• [ACTIVITY]:
Return all lines in the material below that contain "Clone".

• [PROVIDED RECORDS]:
//! Program image and memory layout.
//!
//! Layout from low to high addresses: the program image at address zero, the heap
//! starting at the first page boundary after the image, and the stack growing down
//! from the top of memory.

use crate::common::error::{Result, SimError};
use crate::memory::SimpleMemory;

/// Page size used to align the heap.
pub const PAGE_SIZE: u64 = 4096;

/// Bytes reserved for the stack below the top of memory.
pub const STACK_SIZE: u64 = 64 * 1024;

/// A loaded program and its memory layout.
#[derive(Clone, Debug, PartialEq, Eq)]
pub struct Process {
    image: Vec<u8>,
    entry: u64,
    memory_size: u64,
    heap_start: u64,
    heap_data: Vec<u8>,
}

impl Process {
    /// Lays out `image` in a memory of `memory_size` bytes.
    ///
    /// # Errors
    ///
    /// Returns [`SimError::ProgramTooLarge`] if the image and the stack reserve do
    /// not both fit.
    pub fn new(image: Vec<u8>, entry: u64, memory_size: u64) -> Result<Self> {
        let heap_start = (image.len() as u64).div_ceil(PAGE_SIZE) * PAGE_SIZE;
        if heap_start + STACK_SIZE > memory_size {
            return Err(SimError::ProgramTooLarge {
                size: image.len() as u64,
                memory: memory_size,
            });
        }
        Ok(Self {
            image,
            entry,
            memory_size,
            heap_start,
            heap_data: Vec::new(),
        })
    }

    /// Places `data` at the start of the heap.
    ///
    /// # Errors
    ///
    /// Returns [`SimError::ProgramTooLarge`] if the data would run into the stack.
    pub fn with_heap_data(mut self, data: Vec<u8>) -> Result<Self> {
        if self.heap_start + data.len() as u64 > self.stack_limit() {
            return Err(SimError::ProgramTooLarge {
                size: self.heap_start + data.len() as u64,
                memory: self.memory_size,
            });
        }
        self.heap_data = data;
        Ok(self)
    }

    /// Program bytes, loaded at address zero.
    pub fn image(&self) -> &[u8] {
        &self.image
    }

    /// Address of the first instruction.
    pub const fn entry(&self) -> u64 {
        self.entry
    }

    /// Length of the program image; fetch halts at this address.
    pub fn program_byte_length(&self) -> u64 {
        self.image.len() as u64
    }

    /// First heap address (page aligned).
    pub const fn heap_start(&self) -> u64 {
        self.heap_start
    }

    /// Bytes placed at the start of the heap.
    pub fn heap_data(&self) -> &[u8] {
        &self.heap_data
    }

    /// Lowest address the stack may grow to; the heap never extends past it.
    pub const fn stack_limit(&self) -> u64 {
        self.memory_size - STACK_SIZE
    }

    /// Initial stack pointer, 16-byte aligned just below the top of memory.
    pub const fn stack_pointer(&self) -> u64 {
        (self.memory_size - 16) & !0xF
    }

    /// Size of simulated memory.
    pub const fn memory_size(&self) -> u64 {
        self.memory_size
    }

    /// Copies the image and the initial heap into `memory`.
    ///
    /// # Errors
    ///
    /// Returns [`SimError::ProgramTooLarge`] if `memory` is smaller than the layout.
    pub fn load_into(&self, memory: &mut SimpleMemory) -> Result<()> {
        let capacity = memory.len() as u64;
        let too_large = || SimError::ProgramTooLarge {
            size: self.program_byte_length(),
            memory: capacity,
        };
        if !memory.load(0, &self.image) {
            return Err(too_large());
        }
        if !memory.load(self.heap_start, &self.heap_data) {
            return Err(too_large());
        }
        Ok(())
    }
}
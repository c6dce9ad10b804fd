//! Return Address Stack (RAS).
//!
//! The RAS predicts function return addresses: calls push the address of the
//! instruction after the call and returns pop it. Because predictions are made at
//! fetch, every push and pop is speculative. The stack records the action taken for
//! each in-flight branch address so that a flush can undo it and a retirement can
//! forget it.

use std::collections::{HashMap, VecDeque};

/// Speculative stack action recorded for an in-flight call or return.
#[derive(Clone, Copy, Debug, PartialEq, Eq)]
enum RasAction {
    /// A call pushed an entry.
    Pushed,
    /// A return popped this entry (`None` if the stack was empty).
    Popped(Option<u64>),
}

/// Return Address Stack structure.
#[derive(Clone, Debug)]
pub struct Ras {
    /// The stack storage, oldest entry at the front.
    stack: VecDeque<u64>,
    /// Maximum capacity of the stack.
    capacity: usize,
    /// In-flight actions per branch address, oldest first.
    history: HashMap<u64, VecDeque<RasAction>>,
}

impl Ras {
    /// Creates a new Return Address Stack with the specified capacity.
    pub fn new(capacity: usize) -> Self {
        Self {
            stack: VecDeque::with_capacity(capacity),
            capacity: capacity.max(1),
            history: HashMap::new(),
        }
    }

    /// Pushes a return address onto the stack.
    ///
    /// If the stack is full, the oldest entry is dropped to keep the most recent
    /// call history.
    pub fn push(&mut self, addr: u64) {
        if self.stack.len() == self.capacity {
            let _ = self.stack.pop_front();
        }
        self.stack.push_back(addr);
    }

    /// Pops a return address from the stack.
    ///
    /// # Returns
    ///
    /// The popped return address, or `None` if the stack is empty.
    pub fn pop(&mut self) -> Option<u64> {
        self.stack.pop_back()
    }

    /// Peeks at the top of the stack without removing the entry.
    pub fn top(&self) -> Option<u64> {
        self.stack.back().copied()
    }

    /// Number of valid entries.
    pub fn len(&self) -> usize {
        self.stack.len()
    }

    /// Returns `true` if the stack holds no entries.
    pub fn is_empty(&self) -> bool {
        self.stack.is_empty()
    }

    /// Speculatively pushes the return address of a call at `branch_addr`.
    pub fn call(&mut self, branch_addr: u64, return_addr: u64) {
        self.push(return_addr);
        self.history
            .entry(branch_addr)
            .or_default()
            .push_back(RasAction::Pushed);
    }

    /// Speculatively pops the return target for a return at `branch_addr`.
    pub fn ret(&mut self, branch_addr: u64) -> Option<u64> {
        let target = self.pop();
        self.history
            .entry(branch_addr)
            .or_default()
            .push_back(RasAction::Popped(target));
        target
    }

    /// Undoes the youngest in-flight action recorded for `branch_addr`.
    ///
    /// Flushes arrive youngest first, so undoing from the back restores the stack
    /// to its state before the discarded predictions.
    pub fn rewind(&mut self, branch_addr: u64) {
        let action = {
            let Some(actions) = self.history.get_mut(&branch_addr) else {
                return;
            };
            let action = actions.pop_back();
            if actions.is_empty() {
                let _ = self.history.remove(&branch_addr);
            }
            action
        };
        match action {
            Some(RasAction::Pushed) => {
                let _ = self.stack.pop_back();
            }
            Some(RasAction::Popped(Some(target))) => self.push(target),
            Some(RasAction::Popped(None)) | None => {}
        }
    }

    /// Forgets the oldest in-flight action for `branch_addr` once it has resolved.
    pub fn retire(&mut self, branch_addr: u64) {
        if let Some(actions) = self.history.get_mut(&branch_addr) {
            let _ = actions.pop_front();
            if actions.is_empty() {
                let _ = self.history.remove(&branch_addr);
            }
        }
    }

    /// Number of in-flight actions still recorded.
    pub fn in_flight(&self) -> usize {
        self.history.values().map(VecDeque::len).sum()
    }
}

#[cfg(test)]
mod tests {
    use super::*;

    #[test]
    fn full_stack_drops_oldest() {
        let mut ras = Ras::new(2);
        ras.push(1);
        ras.push(2);
        ras.push(3);
        assert_eq!(ras.pop(), Some(3));
        assert_eq!(ras.pop(), Some(2));
        assert_eq!(ras.pop(), None);
    }

    #[test]
    fn rewind_restores_popped_target() {
        let mut ras = Ras::new(4);
        ras.call(0x100, 0x104);
        assert_eq!(ras.ret(0x200), Some(0x104));
        assert!(ras.is_empty());
        ras.rewind(0x200);
        assert_eq!(ras.top(), Some(0x104));
        ras.rewind(0x100);
        assert!(ras.is_empty());
        assert_eq!(ras.in_flight(), 0);
    }

    #[test]
    fn rewind_unwinds_nested_calls_youngest_first() {
        let mut ras = Ras::new(4);
        ras.push(0x10);
        ras.call(0x100, 0x104);
        ras.call(0x200, 0x204);
        assert_eq!(ras.ret(0x300), Some(0x204));
        assert_eq!(ras.ret(0x300), Some(0x104));
        assert_eq!(ras.in_flight(), 4);

        ras.rewind(0x300);
        assert_eq!(ras.top(), Some(0x104));
        ras.rewind(0x300);
        assert_eq!(ras.top(), Some(0x204));
        ras.rewind(0x200);
        ras.rewind(0x100);
        assert_eq!(ras.len(), 1);
        assert_eq!(ras.top(), Some(0x10));
        assert_eq!(ras.in_flight(), 0);

        ras.rewind(0x100);
        assert_eq!(ras.top(), Some(0x10));
    }
}
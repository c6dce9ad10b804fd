//! AArch64 micro-op semantics.
//!
//! Operand order follows decode: `Rn` then `Rm` (then `Ra` or NZCV). 32-bit forms
//! compute on the low word and zero the upper half of their result. NZCV is held
//! as a 4-bit value with N in bit 3 and V in bit 0.

use crate::common::error::InstructionException;
use crate::common::reg::{RegisterType, RegisterValue};
use crate::isa::instruction::Instruction;
use crate::memory::MemoryAccessTarget;

use super::opcode::Opcode;

const N: u8 = 0b1000;
const Z: u8 = 0b0100;
const C: u8 = 0b0010;
const V: u8 = 0b0001;

/// Computes the memory targets of a load, store-address or compare-and-swap.
///
/// # Returns
///
/// One target per access, or `AlignmentFault` for a misaligned compare-and-swap.
pub fn generate_addresses(
    uop: &Instruction,
    op: Opcode,
) -> Result<Vec<MemoryAccessTarget>, InstructionException> {
    if uop.is_atomic() {
        let size = u16::from(uop.width);
        let address = uop.operand(2);
        if address % u64::from(size) != 0 {
            return Err(InstructionException::AlignmentFault);
        }
        return Ok(vec![MemoryAccessTarget::new(address, size)]);
    }
    let size = op.access_size();
    if size == 0 || !(uop.is_load() || uop.is_store_address()) {
        return Ok(Vec::new());
    }
    let address = uop.operand(0).wrapping_add_signed(uop.imm);
    Ok(vec![MemoryAccessTarget::new(address, size)])
}

/// Executes `uop`, writing its results, branch outcome, store data or exception.
pub fn execute(uop: &mut Instruction, op: Opcode) {
    use Opcode::*;

    let width = uop.width;
    let mask = width_mask(width);
    let a = uop.operand(0) & mask;
    let b = uop.operand(1) & mask;
    let imm = uop.imm as u64;

    let (value, nzcv) = match op {
        Unallocated => {
            uop.raise(InstructionException::EncodingUnallocated);
            return;
        }
        Svc => {
            uop.raise(InstructionException::SupervisorCall);
            return;
        }
        Brk => {
            uop.raise(InstructionException::Breakpoint);
            return;
        }
        Nop => return,

        AddImm => (a.wrapping_add(imm), 0),
        SubImm => (a.wrapping_sub(imm), 0),
        AddsImm => add_with_carry(a, imm, false, width),
        SubsImm => add_with_carry(a, !imm, true, width),
        AddReg | AddsReg | SubReg | SubsReg => {
            let b = shifted(uop, b);
            match op {
                AddReg => (a.wrapping_add(b), 0),
                SubReg => (a.wrapping_sub(b), 0),
                AddsReg => add_with_carry(a, b, false, width),
                _ => add_with_carry(a, !b, true, width),
            }
        }
        Adc | Adcs | Sbc | Sbcs => {
            let carry = uop.operand(2) as u8 & C != 0;
            match op {
                Adc | Adcs => add_with_carry(a, b, carry, width),
                _ => add_with_carry(a, !b, carry, width),
            }
        }

        And | Ands | Orr | Eor | Bic | Bics | Orn | Eon => {
            let mut b = shifted(uop, b);
            if uop.invert {
                b = !b;
            }
            let value = match op {
                And | Ands | Bic | Bics => a & b,
                Orr | Orn => a | b,
                _ => a ^ b,
            } & mask;
            (value, logic_flags(value, width))
        }

        Movz => (imm << uop.shift_amount, 0),
        Movn => (!(imm << uop.shift_amount), 0),
        Movk => {
            let shift = uop.shift_amount;
            let old = uop.operand(0);
            ((old & !(0xFFFF << shift)) | (imm << shift), 0)
        }

        Madd => (uop.operand(2).wrapping_add(a.wrapping_mul(b)), 0),
        Msub => (uop.operand(2).wrapping_sub(a.wrapping_mul(b)), 0),
        Udiv => (a.checked_div(b).unwrap_or(0), 0),
        Sdiv => (signed_divide(a, b, width), 0),
        Lslv => (a << (b % bits(width)), 0),
        Lsrv => (a >> (b % bits(width)), 0),
        Asrv => (arithmetic_shift_right(a, (b % bits(width)) as u32, width), 0),

        Ldrb | Ldrh | LdrW | LdrX => (uop.loaded(0).get(), 0),
        Ldrsb | Ldrsh | Ldrsw => (uop.loaded(0).sign_extended(), 0),
        Strb | Strh | StrW | StrX => {
            if uop.is_store_data() {
                let size = op.access_size() as u8;
                uop.push_store_data(RegisterValue::new(uop.operand(0), size));
            }
            return;
        }
        Cas | Casa | Casl | Casal => {
            let size = uop.width;
            let compare = RegisterValue::new(uop.operand(0), size);
            let old = uop.loaded(0);
            if old.get() == compare.get() {
                uop.push_store_data(RegisterValue::new(uop.operand(1), size));
            }
            // The register result uses the register width, not the access size.
            uop.width = if size == 8 { 8 } else { 4 };
            (old.get(), 0)
        }

        B | Bl => {
            let target = uop.instruction_address().wrapping_add(imm);
            uop.set_branch_outcome(true, target);
            (uop.next_address(), 0)
        }
        BCond => {
            let taken = condition_holds(uop.condition, a as u8);
            let target = uop.instruction_address().wrapping_add(imm);
            uop.set_branch_outcome(taken, target);
            return;
        }
        Cbz | Cbnz => {
            let taken = (a == 0) == (op == Cbz);
            let target = uop.instruction_address().wrapping_add(imm);
            uop.set_branch_outcome(taken, target);
            return;
        }
        Br | Blr | Ret => {
            uop.set_branch_outcome(true, a);
            (uop.next_address(), 0)
        }
    };
    write_results(uop, value, nzcv);
}

/// Writes `value` to general destinations and `nzcv` to the flags destination.
fn write_results(uop: &mut Instruction, value: u64, nzcv: u8) {
    let mask = width_mask(uop.width);
    let kinds: Vec<RegisterType> = uop
        .destination_registers()
        .iter()
        .map(|reg| reg.kind)
        .collect();
    for (i, kind) in kinds.into_iter().enumerate() {
        let result = if kind == RegisterType::Flags {
            u64::from(nzcv)
        } else {
            value & mask
        };
        uop.set_result(i, result);
    }
}

const fn width_mask(width: u8) -> u64 {
    if width >= 8 { u64::MAX } else { 0xFFFF_FFFF }
}

const fn bits(width: u8) -> u64 {
    if width >= 8 { 64 } else { 32 }
}

fn shifted(uop: &Instruction, value: u64) -> u64 {
    let amount = u32::from(uop.shift_amount);
    let width = uop.width;
    let value = match uop.shift_type {
        0 => value << amount,
        1 => value >> amount,
        2 => arithmetic_shift_right(value, amount, width),
        _ if width >= 8 => value.rotate_right(amount),
        _ => u64::from((value as u32).rotate_right(amount)),
    };
    value & width_mask(width)
}

fn arithmetic_shift_right(value: u64, amount: u32, width: u8) -> u64 {
    if width >= 8 {
        ((value as i64) >> amount) as u64
    } else {
        u64::from(((value as i32) >> amount) as u32)
    }
}

fn signed_divide(a: u64, b: u64, width: u8) -> u64 {
    if b == 0 {
        return 0;
    }
    if width >= 8 {
        (a as i64).wrapping_div(b as i64) as u64
    } else {
        u64::from((a as i32).wrapping_div(b as i32) as u32)
    }
}

/// `AddWithCarry` of the architecture manual.
///
/// # Returns
///
/// The truncated sum and the NZCV flags it produces.
pub fn add_with_carry(a: u64, b: u64, carry: bool, width: u8) -> (u64, u8) {
    let mask = width_mask(width);
    let (a, b) = (a & mask, b & mask);
    let carry_in = u128::from(carry);
    let unsigned = u128::from(a) + u128::from(b) + carry_in;
    let result = (unsigned as u64) & mask;

    let (signed, signed_result) = if width >= 8 {
        (
            i128::from(a as i64) + i128::from(b as i64) + carry_in as i128,
            i128::from(result as i64),
        )
    } else {
        (
            i128::from(a as u32 as i32) + i128::from(b as u32 as i32) + carry_in as i128,
            i128::from(result as u32 as i32),
        )
    };

    let sign_bit = bits(width) - 1;
    let mut nzcv = 0;
    if (result >> sign_bit) & 1 == 1 {
        nzcv |= N;
    }
    if result == 0 {
        nzcv |= Z;
    }
    if u128::from(result) != unsigned {
        nzcv |= C;
    }
    if signed_result != signed {
        nzcv |= V;
    }
    (result, nzcv)
}

fn logic_flags(value: u64, width: u8) -> u8 {
    let mut nzcv = 0;
    if (value >> (bits(width) - 1)) & 1 == 1 {
        nzcv |= N;
    }
    if value == 0 {
        nzcv |= Z;
    }
    nzcv
}

/// Evaluates condition code `cond` against `nzcv`.
pub const fn condition_holds(cond: u8, nzcv: u8) -> bool {
    let (n, z, c, v) = (nzcv & N != 0, nzcv & Z != 0, nzcv & C != 0, nzcv & V != 0);
    let base = match (cond >> 1) & 0b111 {
        0b000 => z,
        0b001 => c,
        0b010 => n,
        0b011 => v,
        0b100 => c && !z,
        0b101 => n == v,
        0b110 => !z && n == v,
        _ => true,
    };
    if cond & 1 == 1 && cond != 0b1111 {
        !base
    } else {
        base
    }
}
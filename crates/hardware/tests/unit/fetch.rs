//! # Fetch Unit Tests
//!
//! Drives the fetch unit cycle by cycle against real memory interfaces and
//! collects the macro-ops it delivers.

use pipesim_core::config::{BranchPredictorConfig, Config};
use pipesim_core::core::pipeline::buffer::PipelineBuffer;
use pipesim_core::core::pipeline::fetch::{FetchUnit, LoopBufferState};
use pipesim_core::core::units::bru::BranchPredictorWrapper;
use pipesim_core::isa::{ArchitectureWrapper, MacroOp};
use pipesim_core::memory::{
    FixedLatencyMemoryInterface, FlatMemoryInterface, MemoryInterface, SimpleMemory,
};
use pretty_assertions::assert_eq;

use crate::common::encode::{assemble, rv};

const BLOCK: u64 = 32;

struct Bench<M: MemoryInterface> {
    fetch: FetchUnit,
    output: PipelineBuffer<MacroOp>,
    memory: M,
    isa: ArchitectureWrapper,
    predictor: BranchPredictorWrapper,
    delivered: Vec<u64>,
}

impl<M: MemoryInterface> Bench<M> {
    fn new(image: &[u8], width: usize, memory: impl FnOnce(SimpleMemory) -> M) -> Self {
        let mut store = SimpleMemory::new(4096);
        assert!(store.load(0, image));
        Self {
            fetch: FetchUnit::new(0, image.len() as u64, BLOCK, 8, width),
            output: PipelineBuffer::new(width),
            memory: memory(store),
            isa: ArchitectureWrapper::new(&Config::default()),
            predictor: BranchPredictorWrapper::new(&BranchPredictorConfig::default()),
            delivered: Vec::new(),
        }
    }

    /// One cycle: memory, fetch, then the consumer drains the buffer.
    fn cycle(&mut self) {
        self.memory.tick();
        self.fetch.tick(
            &mut self.output,
            &mut self.memory,
            &mut self.isa,
            &mut self.predictor,
        );
        self.output.tick();
        for slot in self.output.head_slots_mut() {
            if let Some(macro_op) = slot.take() {
                self.delivered.push(macro_op[0].instruction_address());
            }
        }
    }

    fn run(&mut self, cycles: usize) {
        for _ in 0..cycles {
            self.cycle();
        }
    }
}

fn flat(store: SimpleMemory) -> FlatMemoryInterface {
    FlatMemoryInterface::new(store.shared())
}

fn slow(store: SimpleMemory) -> FixedLatencyMemoryInterface {
    FixedLatencyMemoryInterface::new(store.shared(), 3)
}

/// Seven NOPs, a compressed NOP, then a 4-byte instruction straddling the first
/// block boundary at 30..34, followed by two more NOPs.
fn straddling_image() -> Vec<u8> {
    let mut image = assemble(&[rv::NOP; 7]);
    image.extend(rv::C_NOP.to_le_bytes());
    image.extend(assemble(&[rv::li(5, 1), rv::NOP, rv::NOP]));
    image
}

#[test]
fn test_sequential_fetch_over_flat_memory() {
    let image = assemble(&[rv::NOP; 4]);
    let mut bench = Bench::new(&image, 1, flat);
    bench.run(8);
    assert_eq!(bench.delivered, vec![0, 4, 8, 12]);
    assert!(bench.fetch.has_halted());
    assert_eq!(bench.fetch.block_requests(), 1);
}

#[test]
fn test_boundary_crossing_requests_the_next_block_once() {
    let image = straddling_image();
    let mut bench = Bench::new(&image, 16, slow);

    // Run until fetch stops at the straddling instruction.
    for _ in 0..20 {
        bench.cycle();
        if bench.fetch.pc() == 30 {
            break;
        }
    }
    assert_eq!(bench.fetch.pc(), 30);
    assert_eq!(bench.fetch.pending_requests(), &[BLOCK]);
    assert!(bench.fetch.is_cached(0));
    assert!(!bench.fetch.is_cached(BLOCK));

    // Stalled cycles while the second block is in flight issue no new requests.
    bench.cycle();
    assert_eq!(bench.fetch.pc(), 30);
    assert_eq!(bench.fetch.block_requests(), 2);

    bench.run(10);
    assert_eq!(bench.fetch.block_requests(), 2);
    assert!(bench.fetch.is_cached(BLOCK));
    assert_eq!(
        bench.delivered,
        vec![0, 4, 8, 12, 16, 20, 24, 28, 30, 34, 38]
    );
    assert!(bench.fetch.has_halted());
}

#[test]
fn test_predicted_taken_branch_ends_the_fetch_cycle() {
    let image = assemble(&[rv::jal(0, 8), rv::NOP, rv::NOP, rv::NOP]);
    let mut bench = Bench::new(&image, 4, flat);

    bench.run(2);
    assert_eq!(bench.delivered, vec![0]);
    assert_eq!(bench.fetch.pc(), 8);
    assert_eq!(bench.fetch.branch_stalls(), 1);
    assert_eq!(bench.fetch.branches_fetched(), 1);

    bench.run(2);
    assert_eq!(bench.delivered, vec![0, 8, 12]);
}

#[test]
fn test_redirect_discards_queued_work() {
    let image = assemble(&[rv::NOP; 16]);
    let mut bench = Bench::new(&image, 2, slow);
    bench.run(2);
    assert!(!bench.fetch.pending_requests().is_empty());

    bench.fetch.update_pc(0x24, &mut bench.predictor);
    assert_eq!(bench.fetch.pc(), 0x24);
    assert!(bench.fetch.is_empty());
    assert!(bench.fetch.pending_requests().is_empty());

    bench.run(12);
    assert_eq!(bench.delivered.first(), Some(&0x24));
    assert!(bench.delivered.windows(2).all(|w| w[1] == w[0] + 4));
    assert_eq!(bench.delivered.last(), Some(&0x3C));
}

#[test]
fn test_redirect_past_the_program_halts_fetch() {
    let image = assemble(&[rv::NOP; 4]);
    let mut bench = Bench::new(&image, 1, flat);
    bench.fetch.update_pc(0x100, &mut bench.predictor);
    assert!(bench.fetch.has_halted());
    bench.run(4);
    assert!(bench.delivered.is_empty());
}

#[test]
fn test_fetch_past_the_end_of_memory_halts() {
    let image = assemble(&[rv::NOP; 2]);
    let mut store = SimpleMemory::new(64);
    assert!(store.load(0, &image));
    let mut fetch = FetchUnit::new(0x40, 0x80, BLOCK, 8, 1);
    let mut output = PipelineBuffer::new(1);
    let mut memory = FlatMemoryInterface::new(store.shared());
    let mut isa = ArchitectureWrapper::new(&Config::default());
    let mut predictor = BranchPredictorWrapper::new(&BranchPredictorConfig::default());

    for _ in 0..3 {
        fetch.tick(&mut output, &mut memory, &mut isa, &mut predictor);
    }
    assert!(fetch.has_halted());
}

#[test]
fn test_loop_buffer_records_then_replays_the_body() {
    let image = assemble(&[rv::NOP, rv::NOP, rv::jal(0, -8)]);
    let mut bench = Bench::new(&image, 1, flat);
    bench.fetch = FetchUnit::new(0, image.len() as u64, BLOCK, 8, 1).with_loop_buffer(8);
    bench.fetch.register_loop_boundary(8);
    assert_eq!(bench.fetch.loop_buffer_state(), LoopBufferState::Waiting);

    bench.run(12);
    assert_eq!(bench.fetch.loop_buffer_state(), LoopBufferState::Supplying);
    assert_eq!(bench.fetch.loop_buffer_len(), 3);
    assert!(bench.fetch.loop_supplied() > 0);
    let requests = bench.fetch.block_requests();

    bench.run(9);
    assert_eq!(bench.fetch.block_requests(), requests);
    let tail = &bench.delivered[bench.delivered.len() - 9..];
    for window in tail.windows(2) {
        assert_eq!(window[1], (window[0] + 4) % 12);
    }

    bench.fetch.update_pc(4, &mut bench.predictor);
    assert_eq!(bench.fetch.loop_buffer_state(), LoopBufferState::Idle);
    assert_eq!(bench.fetch.loop_buffer_len(), 0);
}

#[test]
fn test_loop_larger_than_the_buffer_is_abandoned() {
    let image = assemble(&[rv::NOP, rv::NOP, rv::NOP, rv::jal(0, -12)]);
    let mut bench = Bench::new(&image, 1, flat);
    bench.fetch = FetchUnit::new(0, image.len() as u64, BLOCK, 8, 1).with_loop_buffer(2);
    bench.fetch.register_loop_boundary(12);

    bench.run(16);
    assert_eq!(bench.fetch.loop_buffer_state(), LoopBufferState::Idle);
    assert_eq!(bench.fetch.loop_supplied(), 0);
}

#[test]
fn test_boundary_is_ignored_without_a_loop_buffer() {
    let image = assemble(&[rv::NOP, rv::jal(0, -4)]);
    let mut bench = Bench::new(&image, 1, flat);
    bench.fetch.register_loop_boundary(4);
    assert_eq!(bench.fetch.loop_buffer_state(), LoopBufferState::Idle);
    bench.run(8);
    assert_eq!(bench.fetch.loop_supplied(), 0);
}
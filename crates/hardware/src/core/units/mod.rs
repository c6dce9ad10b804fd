//! Functional units shared by the cores.
//!
//! This module contains the branch prediction unit and the load/store unit.

/// Branch predictors, BTB and return-address stack.
pub mod bru;

/// Load/store unit: store commit and load-reserved/store-conditional monitoring.
pub mod lsu;
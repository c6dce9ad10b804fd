//! # Common Test Utilities
//!
//! Shared helpers for the simulator test suite.

/// Instruction word encoders for both architectures.
pub mod encode;

/// Configuration builders and program runners.
pub mod harness;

• [TASK OUTPUT]:
#[derive(Clone, Debug, PartialEq, Eq)]
#[derive(Clone, Copy, Debug, PartialEq, Eq)]
#[derive(Clone, Debug)]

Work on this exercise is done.